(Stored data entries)
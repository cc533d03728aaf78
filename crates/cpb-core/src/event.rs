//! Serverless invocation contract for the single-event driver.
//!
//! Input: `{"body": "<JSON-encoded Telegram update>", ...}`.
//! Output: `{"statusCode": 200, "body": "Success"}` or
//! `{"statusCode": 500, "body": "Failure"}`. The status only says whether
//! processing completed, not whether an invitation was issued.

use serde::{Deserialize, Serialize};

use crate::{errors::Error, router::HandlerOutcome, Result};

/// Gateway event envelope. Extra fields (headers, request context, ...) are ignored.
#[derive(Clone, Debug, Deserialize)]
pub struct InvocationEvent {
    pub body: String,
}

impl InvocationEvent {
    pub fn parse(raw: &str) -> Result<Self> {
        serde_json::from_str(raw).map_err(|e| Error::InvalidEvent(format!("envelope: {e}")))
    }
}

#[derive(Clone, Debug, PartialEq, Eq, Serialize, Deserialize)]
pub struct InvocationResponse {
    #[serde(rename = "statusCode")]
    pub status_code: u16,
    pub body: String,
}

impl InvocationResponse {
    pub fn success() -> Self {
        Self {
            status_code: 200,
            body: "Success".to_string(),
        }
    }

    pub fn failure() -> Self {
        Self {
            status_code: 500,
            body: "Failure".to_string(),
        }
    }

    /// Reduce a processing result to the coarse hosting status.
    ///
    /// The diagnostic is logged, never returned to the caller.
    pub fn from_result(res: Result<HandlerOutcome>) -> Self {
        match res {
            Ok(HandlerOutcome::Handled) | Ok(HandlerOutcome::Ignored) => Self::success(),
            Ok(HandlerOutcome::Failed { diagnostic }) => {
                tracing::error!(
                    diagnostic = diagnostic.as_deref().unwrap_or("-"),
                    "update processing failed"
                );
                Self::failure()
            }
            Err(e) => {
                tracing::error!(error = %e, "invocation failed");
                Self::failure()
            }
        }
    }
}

#### Directions for this task:
Every line of the entries above that includes "envelope" should be copied.

#### Reply to the task:
/// Gateway event envelope. Extra fields (headers, request context, ...) are ignored.
        serde_json::from_str(raw).map_err(|e| Error::InvalidEvent(format!("envelope: {e}")))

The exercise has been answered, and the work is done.